Johanna Roggan

„Meine Inszenierungen werden nicht nur mit ästhetischen Mitteln verhandelt, sondern vor allem durch eine sehr physische Bewegungssprache erfasst. So entstehen Stücke mit hoher Emotionalität. Gesellschaftliche Bezüge und der Blick nach menschlichen Abgründen sind momentan die Basis meiner Themenwahl.“

  • Handkes Weiberabend | © David Pinzer

Portrait

Für Johanna Roggan kann sich der Tanz als Medium des körperlichen Ausdrucks im Kontext anderer medialer Künste am besten entwickeln. So ist die Zusammenarbeit mit HELLERAU – Europäisches Zentrum der Künste Dresden oder mit der Trans-Media-Akademie für sie ein Glücksfall.  Tanz und Installation, choreografische Raumgestaltungen, Verführungen einer ganzen Gruppe, Bewegtheit in Bewegung zu verwandeln, sind für sie existenzielle Notwendigkeiten.
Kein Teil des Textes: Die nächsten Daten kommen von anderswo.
//! Reconstruction filter catalog.
//!
//! Each filter is a symmetric, continuous weight function with finite
//! support, evaluated while building kernel tables. Quality grows (and with
//! it ringing and cost) from [`Filter::Box`] up to [`Filter::Lanczos4`].

use crate::{OpsError, OpsResult};
use std::f32::consts::PI;

/// Offsets closer to zero than this evaluate to exactly 1.0, sidestepping
/// the 0/0 form of the windowed-sinc expressions.
const SINC_EPSILON: f32 = 1.192_092_9e-7;

/// Reconstruction filter for resize operations.
#[derive(Debug, Clone, Copy, PartialEq, Eq, Default)]
pub enum Filter {
    /// Box / nearest-neighbor (fastest, blocky).
    Box,
    /// Hamming-windowed sinc (support 1, very mild ringing).
    Hamming,
    /// Lanczos with a 2-lobe window.
    Lanczos2,
    /// Lanczos with a 3-lobe window (good default for downscaling).
    #[default]
    Lanczos3,
    /// Lanczos with a 4-lobe window (sharpest, most ringing).
    Lanczos4,
}

impl Filter {
    /// Maps a numeric quality level (0..=4) to its filter.
    ///
    /// # Errors
    ///
    /// Returns [`OpsError::InvalidParameter`] for levels above 4.
    ///
    /// # Example
    ///
    /// ```rust
    /// use repix_ops::Filter;
    ///
    /// assert_eq!(Filter::from_quality(0).unwrap(), Filter::Box);
    /// assert_eq!(Filter::from_quality(3).unwrap(), Filter::Lanczos3);
    /// assert!(Filter::from_quality(5).is_err());
    /// ```
    pub fn from_quality(quality: u8) -> OpsResult<Self> {
        match quality {
            0 => Ok(Filter::Box),
            1 => Ok(Filter::Hamming),
            2 => Ok(Filter::Lanczos2),
            3 => Ok(Filter::Lanczos3),
            4 => Ok(Filter::Lanczos4),
            other => Err(OpsError::InvalidParameter(format!(
                "quality must be 0..=4, got {other}"
            ))),
        }
    }

    /// Returns the numeric quality level of this filter.
    #[inline]
    pub fn quality(&self) -> u8 {
        match self {
            Filter::Box => 0,
            Filter::Hamming => 1,
            Filter::Lanczos2 => 2,
            Filter::Lanczos3 => 3,
            Filter::Lanczos4 => 4,
        }
    }

    /// Returns the support radius (filter window half-width).
    #[inline]
    pub fn support(&self) -> f32 {
        match self {
            Filter::Box => 0.5,
            Filter::Hamming => 1.0,
            Filter::Lanczos2 => 2.0,
            Filter::Lanczos3 => 3.0,
            Filter::Lanczos4 => 4.0,
        }
    }

    /// Evaluates the filter weight at offset `x`.
    ///
    /// Symmetric apart from the box filter's half-open window, and zero
    /// outside [`support`](Self::support).
    #[inline]
    pub fn weight(&self, x: f32) -> f32 {
        match self {
            Filter::Box => box_weight(x),
            Filter::Hamming => hamming_weight(x),
            Filter::Lanczos2 => lanczos_weight(x, 2.0),
            Filter::Lanczos3 => lanczos_weight(x, 3.0),
            Filter::Lanczos4 => lanczos_weight(x, 4.0),
        }
    }
}

/// Box weight. The window is half-open so a sample point sitting exactly on
/// a pixel boundary contributes to exactly one output pixel.
#[inline]
fn box_weight(x: f32) -> f32 {
    if (-0.5..0.5).contains(&x) { 1.0 } else { 0.0 }
}

/// Hamming-windowed sinc weight.
#[inline]
fn hamming_weight(x: f32) -> f32 {
    if x <= -1.0 || x >= 1.0 {
        0.0
    } else if x.abs() < SINC_EPSILON {
        1.0
    } else {
        let xpi = x * PI;
        (xpi.sin() / xpi) * (0.54 + 0.46 * xpi.cos())
    }
}

/// Lanczos weight with an `a`-lobe window.
#[inline]
fn lanczos_weight(x: f32, a: f32) -> f32 {
    if x <= -a || x >= a {
        0.0
    } else if x.abs() < SINC_EPSILON {
        1.0
    } else {
        let xpi = x * PI;
        let xa = xpi / a;
        (xpi.sin() / xpi) * (xa.sin() / xa)
    }
}
pub mod action;
pub mod movement;
pub mod order;
pub mod proposal;
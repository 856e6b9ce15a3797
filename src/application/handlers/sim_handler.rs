//! Simulation clock endpoint

use axum::extract::State;
use axum::Json;
use std::sync::Arc;

use crate::application::services::sim_clock::TickSummary;
use crate::application::{ApiResult, AppState};

/// POST /sim/tick
pub async fn tick(State(state): State<Arc<AppState>>) -> ApiResult<TickSummary> {
    let summary = state.clock.tick().await.map_err(|e| state.reply_error(e))?;

    Ok(Json(summary))
}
In „wo es eben passt, Kapitel II“ reichen zwei Minuten und 30 Sekunden um den Zwiespalt eines Herdentieres und seinen Wunsch nach Individualität in einem so bewegenden wie bewegten Vorgang erfahrbar zu machen. In der interaktiven Stunde „Handkes Weiberabend“ müssen sich drei Frauen ihren eigenen Schatten stellen. Der Choreografin Roggan gelingt es kraft optischer und klanglicher medialer Überhöhung alltäglichen Vorgängen Aspekte der Würde des Annehmbaren zu geben. Freiheit und Norm sind Themen in ihren Arbeiten. Sei es in der Freiheit der Bewegung im Widerspruch zu vorgegebenen Normen körperlicher Möglichkeiten, die sich im medialen Kontext erweitern lassen, oder in der Sensibilität und Fantasie, mit denen sie die Grenzen des Sichtbaren zu durchbrechen sucht. So in der Installation eines so gut wie geschlossenen Raumes, in dem sich die Tänzerin bewegt. Für die Zuschauer gibt es knappe Einblicke, die eigene Bewegung ist gefordert. Und es geschieht, paradoxerweise: Man sieht die Tänzerin so gut wie nicht, aber sehr bald den eigenen bewegten Film und spürt etwas von der Ungeheuerlichkeit punktueller Erfahrung im Hinblick auf die Relativität materieller Grenzen.

Boris Gruhl

Produktionen

MONSTERBOX (2014)
4 performers, stage 10 x 12 m, 60 min

wo es eben passt, Kapitel II (2012)
2 performers, no stage required, 30 min

Handkes Weiberabend (2012)
3 performers, stage 10 x 10 m, 60 min

Biografie

Johanna Roggan/the guts company studierte Tanz in Nürnberg, Berlin und Linz. Von 2008 bis 2010 lebte und arbeitete sie in Israel. Neben eigenen Produktionen tanzt sie für verschiedene Choreografen, arbeitet an festen Häusern (Staatsschauspiel Dresden, Oldenburgisches Staatstheater) als Choreografin und Ko-Regisseurin und gibt Workshops in zeitgenössischem Tanz, sound specific movement for interactive environments® und GYROKINESIS®. 2013 gründete sie, zusammen mit Josefine Wosahlo, die Tanzkompanie the guts company. Während der ersten Tanzplattform Sachsen im Mai 2013 prämierte eine Jury ihre Arbeit „wo es eben passt, Kapitel II“ für eine Koproduktion einer neuen Arbeit in 2014 mit HELLERAU – Europäisches Zentrum der Künste Dresden und dem Societaetstheater Dresden.